» **RECORDS SUPPLIED**
=== Begin Enclosure ===

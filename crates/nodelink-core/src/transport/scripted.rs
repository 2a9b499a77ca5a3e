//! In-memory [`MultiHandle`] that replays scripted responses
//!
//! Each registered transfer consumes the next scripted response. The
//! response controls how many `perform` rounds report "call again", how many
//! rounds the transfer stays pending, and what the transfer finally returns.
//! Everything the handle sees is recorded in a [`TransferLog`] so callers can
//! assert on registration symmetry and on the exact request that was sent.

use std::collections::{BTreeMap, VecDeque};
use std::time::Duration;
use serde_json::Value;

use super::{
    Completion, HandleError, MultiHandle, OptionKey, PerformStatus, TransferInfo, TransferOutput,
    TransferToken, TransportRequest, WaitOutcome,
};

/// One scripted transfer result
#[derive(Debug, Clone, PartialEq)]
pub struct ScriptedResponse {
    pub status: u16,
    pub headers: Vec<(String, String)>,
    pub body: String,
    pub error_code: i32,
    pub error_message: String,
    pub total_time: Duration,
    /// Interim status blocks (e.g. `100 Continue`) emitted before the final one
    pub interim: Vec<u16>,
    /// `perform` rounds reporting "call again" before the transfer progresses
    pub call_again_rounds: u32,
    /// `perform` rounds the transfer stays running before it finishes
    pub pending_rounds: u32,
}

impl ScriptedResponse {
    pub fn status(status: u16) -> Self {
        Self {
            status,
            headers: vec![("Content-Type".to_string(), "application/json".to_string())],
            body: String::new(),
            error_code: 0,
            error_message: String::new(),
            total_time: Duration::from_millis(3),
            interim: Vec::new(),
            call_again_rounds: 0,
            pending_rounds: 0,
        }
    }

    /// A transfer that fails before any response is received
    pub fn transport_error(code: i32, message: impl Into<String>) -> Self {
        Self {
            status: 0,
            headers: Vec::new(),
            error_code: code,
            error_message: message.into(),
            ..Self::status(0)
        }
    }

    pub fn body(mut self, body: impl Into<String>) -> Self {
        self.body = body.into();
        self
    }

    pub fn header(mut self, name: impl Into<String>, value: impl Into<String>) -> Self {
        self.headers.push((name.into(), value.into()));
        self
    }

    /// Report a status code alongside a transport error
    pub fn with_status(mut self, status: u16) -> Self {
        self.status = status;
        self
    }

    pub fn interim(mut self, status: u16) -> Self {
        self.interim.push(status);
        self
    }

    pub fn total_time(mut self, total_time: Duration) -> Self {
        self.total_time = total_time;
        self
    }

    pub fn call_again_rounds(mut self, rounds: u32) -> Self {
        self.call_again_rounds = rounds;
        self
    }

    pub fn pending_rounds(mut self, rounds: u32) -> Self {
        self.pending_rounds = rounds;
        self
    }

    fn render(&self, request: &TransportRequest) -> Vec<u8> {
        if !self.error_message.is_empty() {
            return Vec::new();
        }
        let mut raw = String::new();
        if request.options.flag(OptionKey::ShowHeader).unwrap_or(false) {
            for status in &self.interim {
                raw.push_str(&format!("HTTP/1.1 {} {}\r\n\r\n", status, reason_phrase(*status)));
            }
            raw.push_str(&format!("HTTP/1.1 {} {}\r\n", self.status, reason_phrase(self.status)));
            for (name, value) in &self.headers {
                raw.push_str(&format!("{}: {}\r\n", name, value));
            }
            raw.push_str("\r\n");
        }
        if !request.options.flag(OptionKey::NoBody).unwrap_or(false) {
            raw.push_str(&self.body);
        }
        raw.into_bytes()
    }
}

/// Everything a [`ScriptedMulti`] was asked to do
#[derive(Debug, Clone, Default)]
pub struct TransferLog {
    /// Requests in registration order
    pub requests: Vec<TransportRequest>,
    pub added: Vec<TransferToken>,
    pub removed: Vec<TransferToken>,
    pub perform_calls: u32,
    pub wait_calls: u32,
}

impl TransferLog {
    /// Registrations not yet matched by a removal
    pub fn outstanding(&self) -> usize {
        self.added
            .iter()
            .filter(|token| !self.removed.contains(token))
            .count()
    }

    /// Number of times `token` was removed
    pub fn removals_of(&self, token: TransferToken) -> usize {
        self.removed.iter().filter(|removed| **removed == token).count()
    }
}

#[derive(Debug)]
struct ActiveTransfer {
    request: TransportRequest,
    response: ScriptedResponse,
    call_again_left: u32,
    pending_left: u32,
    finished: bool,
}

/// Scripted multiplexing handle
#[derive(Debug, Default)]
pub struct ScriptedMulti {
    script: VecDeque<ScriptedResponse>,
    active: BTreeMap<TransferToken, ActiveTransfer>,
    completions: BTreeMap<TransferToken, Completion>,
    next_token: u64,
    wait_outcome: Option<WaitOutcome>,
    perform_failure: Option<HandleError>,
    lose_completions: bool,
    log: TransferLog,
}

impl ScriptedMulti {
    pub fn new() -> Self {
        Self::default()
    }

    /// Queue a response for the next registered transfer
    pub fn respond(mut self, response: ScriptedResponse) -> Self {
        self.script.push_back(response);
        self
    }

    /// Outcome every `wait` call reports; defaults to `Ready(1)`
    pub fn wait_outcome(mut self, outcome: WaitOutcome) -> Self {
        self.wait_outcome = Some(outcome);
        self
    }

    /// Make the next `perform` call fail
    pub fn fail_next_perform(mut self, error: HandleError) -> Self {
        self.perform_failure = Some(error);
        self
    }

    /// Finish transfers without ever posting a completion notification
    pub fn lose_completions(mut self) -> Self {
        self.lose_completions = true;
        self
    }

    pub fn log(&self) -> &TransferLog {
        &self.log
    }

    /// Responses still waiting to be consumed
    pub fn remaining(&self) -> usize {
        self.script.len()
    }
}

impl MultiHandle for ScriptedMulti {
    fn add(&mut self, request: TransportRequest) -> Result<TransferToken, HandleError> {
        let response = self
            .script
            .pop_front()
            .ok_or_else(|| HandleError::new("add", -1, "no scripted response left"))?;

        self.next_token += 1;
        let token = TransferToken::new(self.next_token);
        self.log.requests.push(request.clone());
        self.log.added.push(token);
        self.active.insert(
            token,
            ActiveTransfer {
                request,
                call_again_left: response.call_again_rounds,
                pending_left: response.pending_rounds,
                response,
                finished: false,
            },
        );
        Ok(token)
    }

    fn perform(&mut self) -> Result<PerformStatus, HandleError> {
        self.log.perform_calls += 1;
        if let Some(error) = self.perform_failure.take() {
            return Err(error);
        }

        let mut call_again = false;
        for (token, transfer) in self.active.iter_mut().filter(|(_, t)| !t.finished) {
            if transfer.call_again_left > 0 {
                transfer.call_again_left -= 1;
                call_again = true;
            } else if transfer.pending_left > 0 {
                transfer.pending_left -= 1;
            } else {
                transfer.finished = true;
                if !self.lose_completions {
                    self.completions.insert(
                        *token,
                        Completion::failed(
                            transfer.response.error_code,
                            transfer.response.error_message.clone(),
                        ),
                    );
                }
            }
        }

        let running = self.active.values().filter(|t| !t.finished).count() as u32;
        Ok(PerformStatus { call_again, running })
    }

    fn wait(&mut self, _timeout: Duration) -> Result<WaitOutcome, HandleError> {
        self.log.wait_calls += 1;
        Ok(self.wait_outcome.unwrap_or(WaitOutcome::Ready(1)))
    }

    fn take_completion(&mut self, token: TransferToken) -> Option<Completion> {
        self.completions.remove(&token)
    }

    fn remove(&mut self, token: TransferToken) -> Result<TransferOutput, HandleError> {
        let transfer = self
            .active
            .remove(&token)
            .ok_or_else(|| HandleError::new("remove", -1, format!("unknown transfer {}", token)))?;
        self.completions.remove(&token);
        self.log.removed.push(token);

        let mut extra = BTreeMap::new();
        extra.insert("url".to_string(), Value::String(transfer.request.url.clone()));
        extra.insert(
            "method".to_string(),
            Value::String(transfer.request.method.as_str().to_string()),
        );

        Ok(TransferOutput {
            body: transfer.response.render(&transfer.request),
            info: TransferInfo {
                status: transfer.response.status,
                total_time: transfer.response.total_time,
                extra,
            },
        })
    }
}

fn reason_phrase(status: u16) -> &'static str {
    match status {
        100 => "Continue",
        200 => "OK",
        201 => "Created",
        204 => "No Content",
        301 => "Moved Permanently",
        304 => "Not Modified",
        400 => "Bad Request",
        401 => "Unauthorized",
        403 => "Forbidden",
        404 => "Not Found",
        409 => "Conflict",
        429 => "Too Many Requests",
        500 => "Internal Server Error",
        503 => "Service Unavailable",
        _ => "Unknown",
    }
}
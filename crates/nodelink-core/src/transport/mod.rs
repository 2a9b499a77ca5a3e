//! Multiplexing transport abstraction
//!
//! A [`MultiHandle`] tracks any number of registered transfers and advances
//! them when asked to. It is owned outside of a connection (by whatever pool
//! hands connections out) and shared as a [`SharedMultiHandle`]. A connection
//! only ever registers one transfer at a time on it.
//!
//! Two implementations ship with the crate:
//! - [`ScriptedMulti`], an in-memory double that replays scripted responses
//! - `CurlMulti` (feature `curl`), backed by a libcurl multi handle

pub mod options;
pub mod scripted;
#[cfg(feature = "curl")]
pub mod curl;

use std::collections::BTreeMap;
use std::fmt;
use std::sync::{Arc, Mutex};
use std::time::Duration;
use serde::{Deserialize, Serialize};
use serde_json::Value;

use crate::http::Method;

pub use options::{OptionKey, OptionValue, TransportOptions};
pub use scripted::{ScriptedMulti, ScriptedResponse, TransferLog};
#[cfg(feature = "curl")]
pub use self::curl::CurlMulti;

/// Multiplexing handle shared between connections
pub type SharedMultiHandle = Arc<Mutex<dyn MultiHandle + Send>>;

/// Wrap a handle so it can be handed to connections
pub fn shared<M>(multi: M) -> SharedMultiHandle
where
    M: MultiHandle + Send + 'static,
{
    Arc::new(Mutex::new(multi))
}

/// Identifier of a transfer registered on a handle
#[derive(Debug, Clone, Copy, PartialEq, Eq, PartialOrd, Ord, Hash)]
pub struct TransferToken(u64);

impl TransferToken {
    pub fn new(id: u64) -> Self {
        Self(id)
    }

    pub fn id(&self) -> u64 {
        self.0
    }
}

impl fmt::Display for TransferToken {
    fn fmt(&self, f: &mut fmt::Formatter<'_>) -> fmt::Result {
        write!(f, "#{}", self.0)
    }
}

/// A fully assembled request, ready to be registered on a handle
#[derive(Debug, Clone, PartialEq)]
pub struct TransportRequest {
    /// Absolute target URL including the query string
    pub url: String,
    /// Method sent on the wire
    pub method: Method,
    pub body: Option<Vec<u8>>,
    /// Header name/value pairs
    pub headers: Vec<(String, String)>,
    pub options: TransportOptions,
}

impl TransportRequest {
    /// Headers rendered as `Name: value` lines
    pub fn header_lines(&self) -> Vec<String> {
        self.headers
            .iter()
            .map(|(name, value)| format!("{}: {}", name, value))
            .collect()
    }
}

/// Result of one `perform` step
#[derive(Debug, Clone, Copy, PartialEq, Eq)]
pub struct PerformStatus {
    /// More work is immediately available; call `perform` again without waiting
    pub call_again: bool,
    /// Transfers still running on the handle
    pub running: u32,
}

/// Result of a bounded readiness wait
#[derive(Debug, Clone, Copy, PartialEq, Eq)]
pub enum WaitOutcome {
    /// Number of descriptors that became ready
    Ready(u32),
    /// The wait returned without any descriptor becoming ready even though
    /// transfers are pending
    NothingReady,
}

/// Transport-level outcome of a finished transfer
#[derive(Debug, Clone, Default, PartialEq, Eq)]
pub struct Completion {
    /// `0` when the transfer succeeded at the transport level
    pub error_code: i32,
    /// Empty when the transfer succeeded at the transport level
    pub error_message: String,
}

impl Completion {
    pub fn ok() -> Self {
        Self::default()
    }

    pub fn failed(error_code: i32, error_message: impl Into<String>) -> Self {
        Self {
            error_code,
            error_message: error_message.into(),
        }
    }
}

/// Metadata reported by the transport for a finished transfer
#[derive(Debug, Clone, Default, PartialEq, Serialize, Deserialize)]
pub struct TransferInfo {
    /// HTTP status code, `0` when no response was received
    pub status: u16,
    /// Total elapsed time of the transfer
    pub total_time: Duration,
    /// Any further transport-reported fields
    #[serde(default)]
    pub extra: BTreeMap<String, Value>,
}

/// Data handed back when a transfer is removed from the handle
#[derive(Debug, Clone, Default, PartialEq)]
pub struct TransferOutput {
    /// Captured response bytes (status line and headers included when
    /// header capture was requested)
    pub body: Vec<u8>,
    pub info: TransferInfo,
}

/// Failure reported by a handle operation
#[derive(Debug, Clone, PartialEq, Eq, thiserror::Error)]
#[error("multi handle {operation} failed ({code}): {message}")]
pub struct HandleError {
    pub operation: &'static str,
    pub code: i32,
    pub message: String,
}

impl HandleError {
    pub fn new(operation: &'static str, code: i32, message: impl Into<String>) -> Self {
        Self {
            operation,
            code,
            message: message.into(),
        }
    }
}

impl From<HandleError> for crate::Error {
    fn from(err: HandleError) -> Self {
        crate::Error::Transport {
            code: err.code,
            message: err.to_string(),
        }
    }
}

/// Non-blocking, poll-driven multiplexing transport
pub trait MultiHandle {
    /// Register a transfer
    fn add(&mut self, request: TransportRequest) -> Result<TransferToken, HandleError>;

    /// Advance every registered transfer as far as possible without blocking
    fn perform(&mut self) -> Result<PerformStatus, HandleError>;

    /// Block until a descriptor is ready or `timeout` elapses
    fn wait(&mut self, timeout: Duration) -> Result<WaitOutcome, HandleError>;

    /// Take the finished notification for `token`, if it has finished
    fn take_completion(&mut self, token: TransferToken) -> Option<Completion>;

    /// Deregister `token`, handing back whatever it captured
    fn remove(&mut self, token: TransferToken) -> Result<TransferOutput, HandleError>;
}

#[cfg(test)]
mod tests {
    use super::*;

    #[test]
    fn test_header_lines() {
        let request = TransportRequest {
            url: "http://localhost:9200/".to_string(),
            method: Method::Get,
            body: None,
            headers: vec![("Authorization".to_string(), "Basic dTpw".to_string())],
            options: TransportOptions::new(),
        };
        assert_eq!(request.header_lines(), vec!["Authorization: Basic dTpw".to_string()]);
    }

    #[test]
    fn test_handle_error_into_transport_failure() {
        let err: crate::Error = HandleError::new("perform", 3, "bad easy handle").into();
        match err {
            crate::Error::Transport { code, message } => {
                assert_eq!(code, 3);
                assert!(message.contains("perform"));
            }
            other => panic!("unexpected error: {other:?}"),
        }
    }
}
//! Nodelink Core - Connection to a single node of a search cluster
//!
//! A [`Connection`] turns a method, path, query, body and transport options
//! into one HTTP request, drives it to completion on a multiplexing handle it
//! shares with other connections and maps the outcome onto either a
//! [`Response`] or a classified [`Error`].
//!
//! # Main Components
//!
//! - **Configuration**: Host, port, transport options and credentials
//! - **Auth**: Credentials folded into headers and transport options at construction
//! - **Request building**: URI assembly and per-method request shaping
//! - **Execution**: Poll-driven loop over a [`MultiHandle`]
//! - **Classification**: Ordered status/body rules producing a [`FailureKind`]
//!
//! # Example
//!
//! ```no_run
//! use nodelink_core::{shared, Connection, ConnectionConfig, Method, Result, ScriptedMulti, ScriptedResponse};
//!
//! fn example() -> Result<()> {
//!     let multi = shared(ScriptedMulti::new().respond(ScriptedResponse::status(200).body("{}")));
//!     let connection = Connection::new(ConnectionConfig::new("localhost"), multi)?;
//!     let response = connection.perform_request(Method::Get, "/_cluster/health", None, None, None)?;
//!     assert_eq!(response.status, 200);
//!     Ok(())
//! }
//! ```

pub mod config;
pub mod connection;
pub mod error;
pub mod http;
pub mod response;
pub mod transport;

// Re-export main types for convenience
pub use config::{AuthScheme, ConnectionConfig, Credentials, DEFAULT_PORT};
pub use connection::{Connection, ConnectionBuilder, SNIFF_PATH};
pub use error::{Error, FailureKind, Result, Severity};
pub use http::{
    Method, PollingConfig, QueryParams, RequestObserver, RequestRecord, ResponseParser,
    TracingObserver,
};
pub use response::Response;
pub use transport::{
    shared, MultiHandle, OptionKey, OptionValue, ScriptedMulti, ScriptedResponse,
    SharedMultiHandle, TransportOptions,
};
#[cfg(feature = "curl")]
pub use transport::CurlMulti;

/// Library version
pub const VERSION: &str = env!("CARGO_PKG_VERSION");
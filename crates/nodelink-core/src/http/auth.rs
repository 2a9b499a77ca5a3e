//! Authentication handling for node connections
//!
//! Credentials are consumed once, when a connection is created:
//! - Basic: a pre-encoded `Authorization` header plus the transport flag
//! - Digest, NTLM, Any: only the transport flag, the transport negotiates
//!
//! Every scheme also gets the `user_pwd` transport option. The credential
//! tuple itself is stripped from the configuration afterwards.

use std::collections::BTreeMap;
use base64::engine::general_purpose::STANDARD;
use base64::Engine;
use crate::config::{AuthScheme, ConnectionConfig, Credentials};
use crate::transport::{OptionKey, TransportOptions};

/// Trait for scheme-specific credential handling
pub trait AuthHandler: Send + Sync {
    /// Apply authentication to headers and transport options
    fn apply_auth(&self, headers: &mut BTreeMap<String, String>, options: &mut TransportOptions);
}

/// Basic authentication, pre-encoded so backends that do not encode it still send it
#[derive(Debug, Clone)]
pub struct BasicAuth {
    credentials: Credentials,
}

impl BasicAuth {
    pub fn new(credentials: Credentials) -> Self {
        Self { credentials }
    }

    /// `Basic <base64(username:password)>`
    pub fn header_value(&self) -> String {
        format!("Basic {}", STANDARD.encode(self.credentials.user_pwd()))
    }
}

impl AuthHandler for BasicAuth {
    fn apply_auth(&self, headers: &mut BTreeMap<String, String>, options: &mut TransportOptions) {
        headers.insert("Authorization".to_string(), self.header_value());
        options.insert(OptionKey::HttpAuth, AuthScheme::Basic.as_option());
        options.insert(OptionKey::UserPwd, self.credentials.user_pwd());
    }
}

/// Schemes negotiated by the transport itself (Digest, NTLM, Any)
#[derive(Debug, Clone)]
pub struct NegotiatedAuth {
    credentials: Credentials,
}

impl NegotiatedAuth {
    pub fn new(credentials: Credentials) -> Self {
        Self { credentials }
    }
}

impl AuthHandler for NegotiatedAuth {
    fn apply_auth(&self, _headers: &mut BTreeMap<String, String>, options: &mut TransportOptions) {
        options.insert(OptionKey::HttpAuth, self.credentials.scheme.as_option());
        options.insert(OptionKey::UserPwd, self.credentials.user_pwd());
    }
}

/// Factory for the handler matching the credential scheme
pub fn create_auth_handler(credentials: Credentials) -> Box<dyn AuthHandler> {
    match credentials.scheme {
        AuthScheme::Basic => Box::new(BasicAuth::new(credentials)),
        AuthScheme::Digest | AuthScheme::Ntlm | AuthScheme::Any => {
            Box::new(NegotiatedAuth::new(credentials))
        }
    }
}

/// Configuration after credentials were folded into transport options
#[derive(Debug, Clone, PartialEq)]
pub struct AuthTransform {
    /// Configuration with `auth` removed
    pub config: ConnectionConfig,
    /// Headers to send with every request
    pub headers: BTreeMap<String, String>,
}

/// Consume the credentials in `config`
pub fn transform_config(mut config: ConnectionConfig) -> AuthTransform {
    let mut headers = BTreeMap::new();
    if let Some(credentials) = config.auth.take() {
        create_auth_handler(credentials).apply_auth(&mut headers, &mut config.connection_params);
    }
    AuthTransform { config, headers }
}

=== End Enclosure ===

Copy out the lines above exactly, beginning at the one that contains "pub fn wait_outcome(mut" and ending at the one that contains "pub fn fail_next_perform(mut".

» **EXPECTED ANSWER**
    pub fn wait_outcome(mut self, outcome: WaitOutcome) -> Self {
        self.wait_outcome = Some(outcome);
        self
    }

    /// Make the next `perform` call fail
    pub fn fail_next_perform(mut self, error: HandleError) -> Self {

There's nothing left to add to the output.